(Problem to work on) Could you output every record below exactly as it appears?

· · · ·

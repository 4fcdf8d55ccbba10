//! Backups of the previous installation
//!
//! A backup is kept in a hidden sibling of the installation it protects,
//! `<parent>/.<name>.bak-<random>/<name>`. Sitting on the same filesystem,
//! a directory backup is a plain rename. It is not part of the scratch
//! directory, so it outlives an install call that is dropped midway, and is
//! only removed once the new release is in place or the old one is back.

use std::path::{Path, PathBuf};
use tempfile::Builder;
use tracing::debug;

use crate::core::files::remove_path_best_effort;
use crate::core::{FileOperation, InstallError, Result};

#[derive(Debug, Clone, PartialEq, Eq)]
pub struct Backup {
    dir: PathBuf,
    entry: PathBuf,
}

impl Backup {
    /// Reserve a backup location next to `existing`
    pub fn reserve(existing: &Path) -> Result<Self> {
        let parent = existing
            .parent()
            .filter(|parent| !parent.as_os_str().is_empty())
            .unwrap_or(Path::new("."));
        let name = existing
            .file_name()
            .map(|name| name.to_string_lossy().into_owned())
            .unwrap_or_else(|| "previous".to_string());

        let dir = Builder::new()
            .prefix(&format!(".{}.bak-", name))
            .tempdir_in(parent)
            .map_err(InstallError::file_system(parent, FileOperation::CreateDir))?
            .keep();
        debug!("Reserved backup directory {}", dir.display());

        Ok(Self {
            entry: dir.join(&name),
            dir,
        })
    }

    /// Where the previous installation is kept
    pub fn path(&self) -> &Path {
        &self.entry
    }

    /// Remove the backup together with its directory
    pub async fn discard(&self) {
        remove_path_best_effort(&self.dir).await;
    }
}

#[cfg(test)]
mod tests {
    use super::*;
    use tempfile::tempdir;

    #[tokio::test]
    async fn backup_sits_next_to_the_installation() {
        let temp = tempdir().unwrap();
        let existing = temp.path().join("CoolMod");

        let first = Backup::reserve(&existing).unwrap();
        let second = Backup::reserve(&existing).unwrap();

        assert_ne!(first, second);
        let holder = first.path().parent().unwrap();
        assert_eq!(holder.parent().unwrap(), temp.path());
        assert!(holder.file_name().unwrap().to_string_lossy().starts_with(".CoolMod.bak-"));
        assert_eq!(first.path().file_name().unwrap(), "CoolMod");

        tokio::fs::write(first.path(), b"old").await.unwrap();
        first.discard().await;
        assert!(!holder.exists());
        assert!(second.path().parent().unwrap().exists());
    }
}
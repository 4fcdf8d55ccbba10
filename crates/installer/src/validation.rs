//! Package validation
//!
//! A payload is a package when it is a readable zip archive containing the
//! manifest file somewhere inside it. Validation runs before anything on the
//! target is touched.

use std::path::{Path, PathBuf};
use tracing::debug;

use crate::archive;
use crate::core::{InstallError, Result};

/// Proof that a payload passed validation
#[derive(Debug, Clone, PartialEq, Eq)]
pub struct ValidatedPackage {
    pub path: PathBuf,
    /// Archive entry that matched the manifest name
    pub manifest_entry: String,
    pub entry_count: usize,
}

/// Checks payloads for the manifest entry
#[derive(Debug, Clone)]
pub struct PackageValidator {
    manifest_name: String,
}

impl PackageValidator {
    pub fn new<S: Into<String>>(manifest_name: S) -> Self {
        Self {
            manifest_name: manifest_name.into(),
        }
    }

    pub fn manifest_name(&self) -> &str {
        &self.manifest_name
    }

    /// Inspect the archive at `path` without extracting it
    pub async fn validate(&self, path: &Path) -> Result<ValidatedPackage> {
        let archive_path = path.to_path_buf();
        let manifest_name = self.manifest_name.clone();

        let inspection = tokio::task::spawn_blocking(move || {
            archive::inspect_archive(&archive_path, &manifest_name)
        })
        .await
        .map_err(|e| InstallError::Validation {
            file: path.to_path_buf(),
            reason: format!("inspection task failed: {}", e),
        })??;

        let Some(manifest_entry) = inspection.manifest_entry else {
            return Err(InstallError::Validation {
                file: path.to_path_buf(),
                reason: format!(
                    "no '{}' found among {} archive entries",
                    self.manifest_name, inspection.entry_count
                ),
            });
        };

        debug!(
            "Validated {} (manifest entry '{}', {} entries)",
            path.display(),
            manifest_entry,
            inspection.entry_count
        );
        Ok(ValidatedPackage {
            path: path.to_path_buf(),
            manifest_entry,
            entry_count: inspection.entry_count,
        })
    }
}

#[cfg(test)]
mod tests {
    use super::*;
    use crate::core::InstallFailureKind;
    use crate::tests::support::zip_bytes;
    use tempfile::tempdir;

    #[tokio::test]
    async fn accepts_manifest_below_wrapper_folder() {
        let temp = tempdir().unwrap();
        let path = temp.path().join("wrapped.zip");
        tokio::fs::write(&path, zip_bytes(&[("Wrapper/ModInfo.json", b"{}"), ("Wrapper/a.dll", b"x")]))
            .await
            .unwrap();

        let validated = PackageValidator::new("modinfo.json").validate(&path).await.unwrap();
        assert_eq!(validated.manifest_entry, "Wrapper/ModInfo.json");
        assert_eq!(validated.entry_count, 2);
    }

    #[tokio::test]
    async fn rejects_archive_without_manifest() {
        let temp = tempdir().unwrap();
        let path = temp.path().join("plain.zip");
        tokio::fs::write(&path, zip_bytes(&[("readme.txt", b"hello")])).await.unwrap();

        let error = PackageValidator::new("modinfo.json").validate(&path).await.unwrap_err();
        assert_eq!(error.kind(), InstallFailureKind::Validation);
    }
}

· · · ·

(Written reply)
repository 4fcdf8d55ccbba10
//! Backups of the previous installation
//!
//! A backup is kept in a hidden sibling of the installation it protects,
//! `<parent>/.<name>.bak-<random>/<name>`. Sitting on the same filesystem,
//! a directory backup is a plain rename. It is not part of the scratch
//! directory, so it outlives an install call that is dropped midway, and is
//! only removed once the new release is in place or the old one is back.

use std::path::{Path, PathBuf};
use tempfile::Builder;
use tracing::debug;

use crate::core::files::remove_path_best_effort;
use crate::core::{FileOperation, InstallError, Result};

#[derive(Debug, Clone, PartialEq, Eq)]
pub struct Backup {
    dir: PathBuf,
    entry: PathBuf,
}

impl Backup {
    /// Reserve a backup location next to `existing`
    pub fn reserve(existing: &Path) -> Result<Self> {
        let parent = existing
            .parent()
            .filter(|parent| !parent.as_os_str().is_empty())
            .unwrap_or(Path::new("."));
        let name = existing
            .file_name()
            .map(|name| name.to_string_lossy().into_owned())
            .unwrap_or_else(|| "previous".to_string());

        let dir = Builder::new()
            .prefix(&format!(".{}.bak-", name))
            .tempdir_in(parent)
            .map_err(InstallError::file_system(parent, FileOperation::CreateDir))?
            .keep();
        debug!("Reserved backup directory {}", dir.display());

        Ok(Self {
            entry: dir.join(&name),
            dir,
        })
    }

    /// Where the previous installation is kept
    pub fn path(&self) -> &Path {
        &self.entry
    }

    /// Remove the backup together with its directory
    pub async fn discard(&self) {
        remove_path_best_effort(&self.dir).await;
    }
}

#[cfg(test)]
mod tests {
    use super::*;
    use tempfile::tempdir;

    #[tokio::test]
    async fn backup_sits_next_to_the_installation() {
        let temp = tempdir().unwrap();
        let existing = temp.path().join("CoolMod");

        let first = Backup::reserve(&existing).unwrap();
        let second = Backup::reserve(&existing).unwrap();

        assert_ne!(first, second);
        let holder = first.path().parent().unwrap();
        assert_eq!(holder.parent().unwrap(), temp.path());
        assert!(holder.file_name().unwrap().to_string_lossy().starts_with(".CoolMod.bak-"));
        assert_eq!(first.path().file_name().unwrap(), "CoolMod");

        tokio::fs::write(first.path(), b"old").await.unwrap();
        first.discard().await;
        assert!(!holder.exists());
        assert!(second.path().parent().unwrap().exists());
    }
}
repository 4fcdf8d55ccbba10
filename crates/installer/src/validation.rs
//! Package validation
//!
//! A payload is a package when it is a readable zip archive containing the
//! manifest file somewhere inside it. Validation runs before anything on the
//! target is touched.

use std::path::{Path, PathBuf};
use tracing::debug;

use crate::archive;
use crate::core::{InstallError, Result};

/// Proof that a payload passed validation
#[derive(Debug, Clone, PartialEq, Eq)]
pub struct ValidatedPackage {
    pub path: PathBuf,
    /// Archive entry that matched the manifest name
    pub manifest_entry: String,
    pub entry_count: usize,
}

/// Checks payloads for the manifest entry
#[derive(Debug, Clone)]
pub struct PackageValidator {
    manifest_name: String,
}

impl PackageValidator {
    pub fn new<S: Into<String>>(manifest_name: S) -> Self {
        Self {
            manifest_name: manifest_name.into(),
        }
    }

    pub fn manifest_name(&self) -> &str {
        &self.manifest_name
    }

    /// Inspect the archive at `path` without extracting it
    pub async fn validate(&self, path: &Path) -> Result<ValidatedPackage> {
        let archive_path = path.to_path_buf();
        let manifest_name = self.manifest_name.clone();

        let inspection = tokio::task::spawn_blocking(move || {
            archive::inspect_archive(&archive_path, &manifest_name)
        })
        .await
        .map_err(|e| InstallError::Validation {
            file: path.to_path_buf(),
            reason: format!("inspection task failed: {}", e),
        })??;

        let Some(manifest_entry) = inspection.manifest_entry else {
            return Err(InstallError::Validation {
                file: path.to_path_buf(),
                reason: format!(
                    "no '{}' found among {} archive entries",
                    self.manifest_name, inspection.entry_count
                ),
            });
        };

        debug!(
            "Validated {} (manifest entry '{}', {} entries)",
            path.display(),
            manifest_entry,
            inspection.entry_count
        );
        Ok(ValidatedPackage {
            path: path.to_path_buf(),
            manifest_entry,
            entry_count: inspection.entry_count,
        })
    }
}

#[cfg(test)]
mod tests {
    use super::*;
    use crate::core::InstallFailureKind;
    use crate::tests::support::zip_bytes;
    use tempfile::tempdir;

    #[tokio::test]
    async fn accepts_manifest_below_wrapper_folder() {
        let temp = tempdir().unwrap();
        let path = temp.path().join("wrapped.zip");
        tokio::fs::write(&path, zip_bytes(&[("Wrapper/ModInfo.json", b"{}"), ("Wrapper/a.dll", b"x")]))
            .await
            .unwrap();

        let validated = PackageValidator::new("modinfo.json").validate(&path).await.unwrap();
        assert_eq!(validated.manifest_entry, "Wrapper/ModInfo.json");
        assert_eq!(validated.entry_count, 2);
    }

    #[tokio::test]
    async fn rejects_archive_without_manifest() {
        let temp = tempdir().unwrap();
        let path = temp.path().join("plain.zip");
        tokio::fs::write(&path, zip_bytes(&[("readme.txt", b"hello")])).await.unwrap();

        let error = PackageValidator::new("modinfo.json").validate(&path).await.unwrap_err();
        assert_eq!(error.kind(), InstallFailureKind::Validation);
    }
}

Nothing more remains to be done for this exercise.